I’m just finishing up the sixth book in Bardugo’s Grishaverse series, King of Scars, and I think I found my author-crush.
Actually, at first, I wasn’t sure. I started with Shadow and Bone, and it had pretty much all of the normal YA fantasy tropes – orphans, an average protagonist with a big destiny, unrequited love, then later a love triangle, and magical objects that the protagonist must obtain to save the world from certain doom.
To many, I can see how this could set the stage for some serious eye-rolling, but I actually love tropes when they’re done right. Bardugo uses all these tropes against a backdrop that is stunning, unique, and exhilarating. Instead of a European/medieval-type world, she puts us into a Slavic-type country at war with itself, and instead of just swords and bows, she gives us armies equipped with guns, cannons, and flying ships. She reinvents magic, and instead of mages and wizards, we get Grisha – heartrenders, healers, squallers, inferni, tidemakers, durasts and alkemi.

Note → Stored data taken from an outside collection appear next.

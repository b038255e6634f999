//! Declarative binary layouts for account state and instruction payloads.
//!
//! A [`Schema`] is an ordered table of `(field name, field type)` pairs.
//! Fields are written in declared order, numbers little-endian, with no
//! padding. Only the explicitly variable-length types (`Bytes`, `Str`) carry
//! a length prefix, and the schema declares its width.
//!
//! ```text
//! Counter { counter: u8 }              -> [counter]
//! Transfer { tag: u8, amount: u64 }    -> [tag][amount LE x8]
//! Seeded { seed: str(u64 prefix) }     -> [len LE x8][utf-8 bytes]
//! ```
//!
//! A [`TaggedSchema`] is a union of schemas selected by a leading
//! discriminant, which is how instruction sets are laid out.

use crate::address::Address;
use crate::error::SolError;

/// Width of the length prefix in front of a variable-length field.
#[derive(Debug, Clone, Copy, PartialEq, Eq)]
pub enum LengthPrefix {
    U32,
    U64,
}

impl LengthPrefix {
    const fn width(self) -> usize {
        match self {
            LengthPrefix::U32 => 4,
            LengthPrefix::U64 => 8,
        }
    }
}

/// The type of a single schema field.
#[derive(Debug, Clone, Copy, PartialEq, Eq)]
pub enum FieldType {
    U8,
    U16,
    U32,
    U64,
    U128,
    I8,
    I16,
    I32,
    I64,
    Bool,
    Address,
    FixedBytes(usize),
    Bytes(LengthPrefix),
    Str(LengthPrefix),
}

impl FieldType {
    /// Encoded width, or `None` for variable-length types.
    pub const fn width(self) -> Option<usize> {
        match self {
            FieldType::U8 | FieldType::I8 | FieldType::Bool => Some(1),
            FieldType::U16 | FieldType::I16 => Some(2),
            FieldType::U32 | FieldType::I32 => Some(4),
            FieldType::U64 | FieldType::I64 => Some(8),
            FieldType::U128 => Some(16),
            FieldType::Address => Some(32),
            FieldType::FixedBytes(n) => Some(n),
            FieldType::Bytes(_) | FieldType::Str(_) => None,
        }
    }

    /// Smallest number of bytes a value of this type can occupy.
    pub const fn min_width(self) -> usize {
        match self {
            FieldType::Bytes(prefix) | FieldType::Str(prefix) => prefix.width(),
            other => match other.width() {
                Some(w) => w,
                None => 0,
            },
        }
    }
}

/// A decoded or to-be-encoded field value.
#[derive(Debug, Clone, PartialEq, Eq)]
pub enum FieldValue {
    U8(u8),
    U16(u16),
    U32(u32),
    U64(u64),
    U128(u128),
    I8(i8),
    I16(i16),
    I32(i32),
    I64(i64),
    Bool(bool),
    Address(Address),
    Bytes(Vec<u8>),
    Str(String),
}

impl FieldValue {
    fn type_name(&self) -> &'static str {
        match self {
            FieldValue::U8(_) => "u8",
            FieldValue::U16(_) => "u16",
            FieldValue::U32(_) => "u32",
            FieldValue::U64(_) => "u64",
            FieldValue::U128(_) => "u128",
            FieldValue::I8(_) => "i8",
            FieldValue::I16(_) => "i16",
            FieldValue::I32(_) => "i32",
            FieldValue::I64(_) => "i64",
            FieldValue::Bool(_) => "bool",
            FieldValue::Address(_) => "address",
            FieldValue::Bytes(_) => "bytes",
            FieldValue::Str(_) => "string",
        }
    }
}
/// Classify a ledger `TransactionError` value, e.g. `"BlockhashNotFound"`
/// or `{"InstructionError":[0,{"Custom":1}]}`.
pub fn classify_transaction_error(
    tx_err: &Value,
    message: &Message,
    operation: &str,
    reason: &str,
) -> SolError {
    let operation = operation.to_string();
    let reason = reason.to_string();

    if let Some(kind) = tx_err.as_str() {
        return match kind {
            "BlockhashNotFound" => SolError::BlockhashExpired { operation, reason },
            "AccountNotFound" | "InsufficientFundsForFee" => {
                SolError::InsufficientFunds { operation, reason }
            }
            _ => SolError::SubmissionRejected { operation, reason },
        };
    }

    let Some((index, custom)) = instruction_custom_error(tx_err) else {
        return SolError::SubmissionRejected { operation, reason };
    };
    let Some(program) = message.program_id(index) else {
        return SolError::SubmissionRejected { operation, reason };
    };

    // The account being created sits second in both system create and
    // associated-account create.
    let target = || {
        message
            .instructions
            .get(index)
            .and_then(|ix| ix.account_indices.get(1))
            .and_then(|&i| message.account_keys.get(i as usize))
            .map(|a| a.to_base58())
            .unwrap_or_default()
    };

    match (*program, custom) {
        (p, ERROR_ACCOUNT_ALREADY_IN_USE)
            if p == SYSTEM_PROGRAM_ID || p == ASSOCIATED_TOKEN_PROGRAM_ID =>
        {
            SolError::AccountAlreadyExists {
                operation,
                address: target(),
                reason,
            }
        }
        (p, ERROR_RESULT_WITH_NEGATIVE_LAMPORTS)
            if p == SYSTEM_PROGRAM_ID || p == ASSOCIATED_TOKEN_PROGRAM_ID =>
        {
            SolError::InsufficientFunds { operation, reason }
        }
        (p, ERROR_INSUFFICIENT_FUNDS) if p == TOKEN_PROGRAM_ID => {
            SolError::InsufficientFunds { operation, reason }
        }
        _ => SolError::SubmissionRejected { operation, reason },
    }
}

fn instruction_custom_error(tx_err: &Value) -> Option<(usize, u32)> {
    let pair = tx_err.get("InstructionError")?.as_array()?;
    let index = pair.first()?.as_u64()? as usize;
    let custom = pair.get(1)?.get("Custom")?.as_u64()?;
    Some((index, u32::try_from(custom).ok()?))
}

#[cfg(test)]
mod tests {
    use super::*;
    use crate::address::Address;
    use crate::config::ClientConfig;
    use crate::mock_ledger::MockLedger;
    use crate::system_instruction;
    use crate::transaction::Blockhash;
    use serde_json::json;

    fn create_message(payer: &Keypair, target: &Address) -> Message {
        TransactionBuilder::new(payer.address())
            .add(
                system_instruction::create_account_with_seed(
                    &payer.address(),
                    target,
                    &payer.address(),
                    "hello",
                    1,
                    30,
                    &SYSTEM_PROGRAM_ID,
                )
                .unwrap(),
            )
            .compile(&Blockhash::default())
            .unwrap()
    }

    fn fast_config() -> ClientConfig {
        ClientConfig {
            confirm_timeout_ms: 200,
            poll_interval_ms: 5,
            ..ClientConfig::default()
        }
    }

    // -- Classification -----------------------------------------------------

    #[test]
    fn custom_zero_from_system_is_already_exists() {
        let payer = Keypair::from_seed(&[1; 32]);
        let target = Address::new([2; 32]);
        let message = create_message(&payer, &target);

        let err = classify_transaction_error(
            &json!({ "InstructionError": [0, { "Custom": 0 }] }),
            &message,
            "create account",
            "already in use",
        );
        match err {
            SolError::AccountAlreadyExists {
                operation, address, ..
            } => {
                assert_eq!(operation, "create account");
                assert_eq!(address, target.to_base58());
            }
            other => panic!("unexpected {other:?}"),
        }
    }

    #[test]
    fn custom_one_from_system_is_insufficient_funds() {
        let payer = Keypair::from_seed(&[1; 32]);
        let message = create_message(&payer, &Address::new([2; 32]));
        let err = classify_transaction_error(
            &json!({ "InstructionError": [0, { "Custom": 1 }] }),
            &message,
            "create account",
            "insufficient lamports",
        );
        assert!(matches!(err, SolError::InsufficientFunds { .. }));
    }

    #[test]
    fn unknown_custom_code_stays_generic() {
        let payer = Keypair::from_seed(&[1; 32]);
        let message = create_message(&payer, &Address::new([2; 32]));
        let err = classify_transaction_error(
            &json!({ "InstructionError": [0, { "Custom": 42 }] }),
            &message,
            "create account",
            "custom program error: 0x2a",
        );
        assert!(matches!(err, SolError::SubmissionRejected { .. }));
    }

    #[test]
    fn stale_blockhash_is_detected() {
        let payer = Keypair::from_seed(&[1; 32]);
        let message = create_message(&payer, &Address::new([2; 32]));
        let rpc_err = SolError::Rpc {
            code: -32002,
            message: "Transaction simulation failed: Blockhash not found".into(),
            data: Some(json!({ "err": "BlockhashNotFound", "logs": [] })),
        };
        assert!(matches!(
            classify_rejection(rpc_err, &message, "transfer"),
            SolError::BlockhashExpired { .. }
        ));
    }

    #[test]
    fn rejection_reason_carries_logs() {
        let payer = Keypair::from_seed(&[1; 32]);
        let message = create_message(&payer, &Address::new([2; 32]));
        let rpc_err = SolError::Rpc {
            code: -32002,
            message: "simulation failed".into(),
            data: Some(json!({ "err": "AlreadyProcessed", "logs": ["Program log: boom"] })),
        };
        match classify_rejection(rpc_err, &message, "transfer 5 lamports") {
            SolError::SubmissionRejected { operation, reason } => {
                assert_eq!(operation, "transfer 5 lamports");
                assert!(reason.contains("Program log: boom"));
            }
            other => panic!("unexpected {other:?}"),
        }
    }

    #[test]
    fn transport_errors_pass_through() {
        let payer = Keypair::from_seed(&[1; 32]);
        let message = create_message(&payer, &Address::new([2; 32]));
        assert!(matches!(
            classify_rejection(SolError::Transport("refused".into()), &message, "x"),
            SolError::Transport(_)
        ));
    }

    // -- Lifecycle ----------------------------------------------------------

    #[tokio::test]
    async fn missing_signer_fails_before_any_request() {
        let ledger = Arc::new(MockLedger::new());
        let client = SubmissionClient::new(Arc::new(RpcClient::new_with_sender(
            ledger.clone(),
            fast_config(),
        )));

        let payer = Keypair::from_seed(&[1; 32]);
        let other = Keypair::from_seed(&[2; 32]);
        let builder = TransactionBuilder::new(payer.address()).add(
            system_instruction::transfer(&other.address(), &payer.address(), 5).unwrap(),
        );

        let err = client.sign(&builder, &[&payer]).await.unwrap_err();
        assert!(matches!(err, SolError::MissingSigner { .. }));

        let err = client
            .send_and_confirm(&builder, &[&payer], "transfer 5 lamports")
            .await
            .unwrap_err();
        match err {
            SolError::MissingSigner { operation, address } => {
                assert_eq!(operation, "transfer 5 lamports");
                assert_eq!(address, other.address().to_base58());
            }
            other => panic!("unexpected {other:?}"),
        }
        assert_eq!(ledger.total_requests(), 0);
    }

    #[tokio::test]
    async fn transfer_confirms() {
        let ledger = Arc::new(MockLedger::new());
        let payer = Keypair::from_seed(&[1; 32]);
        let recipient = Address::new([9; 32]);
        ledger.fund(&payer.address(), 1_000_000_000);

        let client = SubmissionClient::new(Arc::new(RpcClient::new_with_sender(
            ledger.clone(),
            fast_config(),
        )));
        let builder = TransactionBuilder::new(payer.address())
            .add(system_instruction::transfer(&payer.address(), &recipient, 1_000).unwrap());

        let receipt = client
            .send_and_confirm(&builder, &[&payer], "transfer 1000 lamports")
            .await
            .unwrap();
        assert!(receipt.is_success());
        assert_eq!(receipt.status, ConfirmationStatus::Confirmed);
        assert_eq!(ledger.balance(&recipient), 1_000);
    }

    #[tokio::test]
    async fn dropped_transaction_times_out() {
        let ledger = Arc::new(MockLedger::new());
        let payer = Keypair::from_seed(&[1; 32]);
        ledger.fund(&payer.address(), 1_000_000_000);
        ledger.set_drop_submissions(true);

        let client = SubmissionClient::new(Arc::new(RpcClient::new_with_sender(
            ledger.clone(),
            fast_config(),
        )));
        let builder = TransactionBuilder::new(payer.address()).add(
            system_instruction::transfer(&payer.address(), &Address::new([9; 32]), 1).unwrap(),
        );
        let transaction = client.sign(&builder, &[&payer]).await.unwrap();
        let signature = client.submit(&transaction, "transfer").await.unwrap();

        let err = client
            .confirm(&signature, CommitmentLevel::Confirmed)
            .await
            .unwrap_err();
        match err {
            SolError::TimedOut {
                operation,
                commitment,
                waited_ms,
                ..
            } => {
                assert_eq!(operation, "confirm");
                assert_eq!(commitment, CommitmentLevel::Confirmed);
                assert!(waited_ms >= 200);
            }
            other => panic!("unexpected {other:?}"),
        }
        assert_eq!(ledger.send_count(), 1);
    }

    #[tokio::test]
    async fn failed_execution_yields_failed_receipt() {
        let ledger = Arc::new(MockLedger::new());
        ledger.set_preflight(false);
        let payer = Keypair::from_seed(&[1; 32]);
        ledger.fund(&payer.address(), 10_000);

        let client = SubmissionClient::new(Arc::new(RpcClient::new_with_sender(
            ledger.clone(),
            fast_config(),
        )));
        let builder = TransactionBuilder::new(payer.address()).add(
            system_instruction::transfer(&payer.address(), &Address::new([9; 32]), 1_000_000)
                .unwrap(),
        );

        let transaction = client.sign(&builder, &[&payer]).await.unwrap();
        let signature = client.submit(&transaction, "transfer").await.unwrap();
        let receipt = client
            .confirm(&signature, CommitmentLevel::Confirmed)
            .await
            .unwrap();
        assert_eq!(receipt.status, ConfirmationStatus::Failed);
        assert!(receipt.error.unwrap().contains("InstructionError"));

        let retry = TransactionBuilder::new(payer.address()).add(
            system_instruction::transfer(&payer.address(), &Address::new([9; 32]), 2_000_000)
                .unwrap(),
        );
        let err = client
            .send_and_confirm(&retry, &[&payer], "transfer 2000000 lamports")
            .await
            .unwrap_err();
        assert!(matches!(err, SolError::InsufficientFunds { .. }));
    }
}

After the Shadow and Bone Trilogy, I moved onto the Six of Crows and Crooked Kingdom. And wow. Just WOW. These were wildly different than the first three books. They take place in the city of Ketterdam, where a group of teenagers from different backgrounds – thieves, indentured workers, Grisha, and former soldiers come together for a job that will make them rich beyond their wildest imagination and end up entrenched in a battle with the rich and powerful who run the city.
The characters are great, they have unique backstories, and the writing is moving, the pace is exciting. But what gets me the most was the complexity of the plot. The books are filled with a dizzying amount of twists and turns, and she keeps the readers on their toes from beginning to end. I would love to dive inside the mind of someone that can write a character as clever and tricky as Caz Brekker. She also cracks open so many complex themes in a fresh and tactful way, even some as heavy as prostitution and addiction, which I greatly admire in a writer.
Following the Six of Crows Duology, we are back in Ravka again, with some of my favorite characters from both the Shadow and Bone Trilogy and Six of Crows. So far it does not disappoint. Nicholai was one of my favorite characters in the Shadow and Bone trilogy, and in King of Scars we get to read from his perspective. I’m eating it up. I know I should have waited to write my thoughts on these books until after I finished them, but I really don’t need to. I have every confidence that they aren’t suddenly going to get worse.